### ACTIVITY
Line by line, transcribe all of the entries exactly.
=== Section Start ===
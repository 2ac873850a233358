use serde::Deserialize;
use serde_json::Value;

/// How the hook contract treats a status code.
#[derive(Debug, Clone, Copy, PartialEq, Eq)]
pub enum StatusClass {
    Success,
    Rejected,
    ServerFault,
}

impl StatusClass {
    pub fn of(status: u16) -> Self {
        match status {
            500..=u16::MAX => StatusClass::ServerFault,
            400..=499 => StatusClass::Rejected,
            _ => StatusClass::Success,
        }
    }
}

/// Error body returned by the backend: `{ message, details? }`.
///
/// Validation failures send `message` as a list of strings, so both fields are
/// kept loosely typed and flattened by [`ErrorEnvelope::user_message`].
#[derive(Debug, Clone, Default, PartialEq, Deserialize)]
pub struct ErrorEnvelope {
    #[serde(default)]
    pub message: Option<Value>,
    #[serde(default)]
    pub details: Option<Value>,
}

impl ErrorEnvelope {
    /// Parse an error body; anything that is not an envelope reads as empty.
    pub fn parse(body: &str) -> Self {
        serde_json::from_str(body).unwrap_or_default()
    }

    /// `message` when it carries text, otherwise `details`.
    pub fn user_message(&self) -> Option<String> {
        self.message
            .as_ref()
            .and_then(flatten_text)
            .or_else(|| self.details.as_ref().and_then(flatten_text))
    }
}

fn flatten_text(value: &Value) -> Option<String> {
    let text = match value {
        Value::Null => return None,
        Value::String(text) => text.clone(),
        Value::Array(items) => items
            .iter()
            .filter_map(flatten_text)
            .collect::<Vec<_>>()
            .join("; "),
        Value::Bool(_) | Value::Number(_) => value.to_string(),
        Value::Object(_) => value.to_string(),
    };
    let text = text.trim().to_string();
    (!text.is_empty()).then_some(text)
}

#[cfg(test)]
mod tests {
    use super::*;

    #[test]
    fn classifies_status_boundaries() {
        assert_eq!(StatusClass::of(200), StatusClass::Success);
        assert_eq!(StatusClass::of(399), StatusClass::Success);
        assert_eq!(StatusClass::of(400), StatusClass::Rejected);
        assert_eq!(StatusClass::of(499), StatusClass::Rejected);
        assert_eq!(StatusClass::of(500), StatusClass::ServerFault);
        assert_eq!(StatusClass::of(503), StatusClass::ServerFault);
    }

    #[test]
    fn message_wins_over_details() {
        let envelope = ErrorEnvelope::parse(r#"{"message":"Estate not found","details":"id=4"}"#);
        assert_eq!(envelope.user_message().as_deref(), Some("Estate not found"));
    }

    #[test]
    fn empty_message_falls_back_to_details() {
        let envelope = ErrorEnvelope::parse(r#"{"message":"","details":"phone is taken"}"#);
        assert_eq!(envelope.user_message().as_deref(), Some("phone is taken"));
    }

    #[test]
    fn validation_lists_are_joined() {
        let envelope =
            ErrorEnvelope::parse(r#"{"message":["title should not be empty","price must be positive"]}"#);
        assert_eq!(
            envelope.user_message().as_deref(),
            Some("title should not be empty; price must be positive")
        );
    }

    #[test]
    fn non_json_body_has_no_message() {
        let envelope = ErrorEnvelope::parse("<html>Bad Gateway</html>");
        assert_eq!(envelope, ErrorEnvelope::default());
        assert!(envelope.user_message().is_none());
    }
}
=== Section End ===
### TASK RESPONSE
repository 2ac873850a233358
use serde::Deserialize;
use serde_json::Value;

/// How the hook contract treats a status code.
#[derive(Debug, Clone, Copy, PartialEq, Eq)]
pub enum StatusClass {
    Success,
    Rejected,
    ServerFault,
}

impl StatusClass {
    pub fn of(status: u16) -> Self {
        match status {
            500..=u16::MAX => StatusClass::ServerFault,
            400..=499 => StatusClass::Rejected,
            _ => StatusClass::Success,
        }
    }
}

/// Error body returned by the backend: `{ message, details? }`.
///
/// Validation failures send `message` as a list of strings, so both fields are
/// kept loosely typed and flattened by [`ErrorEnvelope::user_message`].
#[derive(Debug, Clone, Default, PartialEq, Deserialize)]
pub struct ErrorEnvelope {
    #[serde(default)]
    pub message: Option<Value>,
    #[serde(default)]
    pub details: Option<Value>,
}

impl ErrorEnvelope {
    /// Parse an error body; anything that is not an envelope reads as empty.
    pub fn parse(body: &str) -> Self {
        serde_json::from_str(body).unwrap_or_default()
    }

    /// `message` when it carries text, otherwise `details`.
    pub fn user_message(&self) -> Option<String> {
        self.message
            .as_ref()
            .and_then(flatten_text)
            .or_else(|| self.details.as_ref().and_then(flatten_text))
    }
}

fn flatten_text(value: &Value) -> Option<String> {
    let text = match value {
        Value::Null => return None,
        Value::String(text) => text.clone(),
        Value::Array(items) => items
            .iter()
            .filter_map(flatten_text)
            .collect::<Vec<_>>()
            .join("; "),
        Value::Bool(_) | Value::Number(_) => value.to_string(),
        Value::Object(_) => value.to_string(),
    };
    let text = text.trim().to_string();
    (!text.is_empty()).then_some(text)
}

#[cfg(test)]
mod tests {
    use super::*;

    #[test]
    fn classifies_status_boundaries() {
        assert_eq!(StatusClass::of(200), StatusClass::Success);
        assert_eq!(StatusClass::of(399), StatusClass::Success);
        assert_eq!(StatusClass::of(400), StatusClass::Rejected);
        assert_eq!(StatusClass::of(499), StatusClass::Rejected);
        assert_eq!(StatusClass::of(500), StatusClass::ServerFault);
        assert_eq!(StatusClass::of(503), StatusClass::ServerFault);
    }

    #[test]
    fn message_wins_over_details() {
        let envelope = ErrorEnvelope::parse(r#"{"message":"Estate not found","details":"id=4"}"#);
        assert_eq!(envelope.user_message().as_deref(), Some("Estate not found"));
    }

    #[test]
    fn empty_message_falls_back_to_details() {
        let envelope = ErrorEnvelope::parse(r#"{"message":"","details":"phone is taken"}"#);
        assert_eq!(envelope.user_message().as_deref(), Some("phone is taken"));
    }

    #[test]
    fn validation_lists_are_joined() {
        let envelope =
            ErrorEnvelope::parse(r#"{"message":["title should not be empty","price must be positive"]}"#);
        assert_eq!(
            envelope.user_message().as_deref(),
            Some("title should not be empty; price must be positive")
        );
    }

    #[test]
    fn non_json_body_has_no_message() {
        let envelope = ErrorEnvelope::parse("<html>Bad Gateway</html>");
        assert_eq!(envelope, ErrorEnvelope::default());
        assert!(envelope.user_message().is_none());
    }
}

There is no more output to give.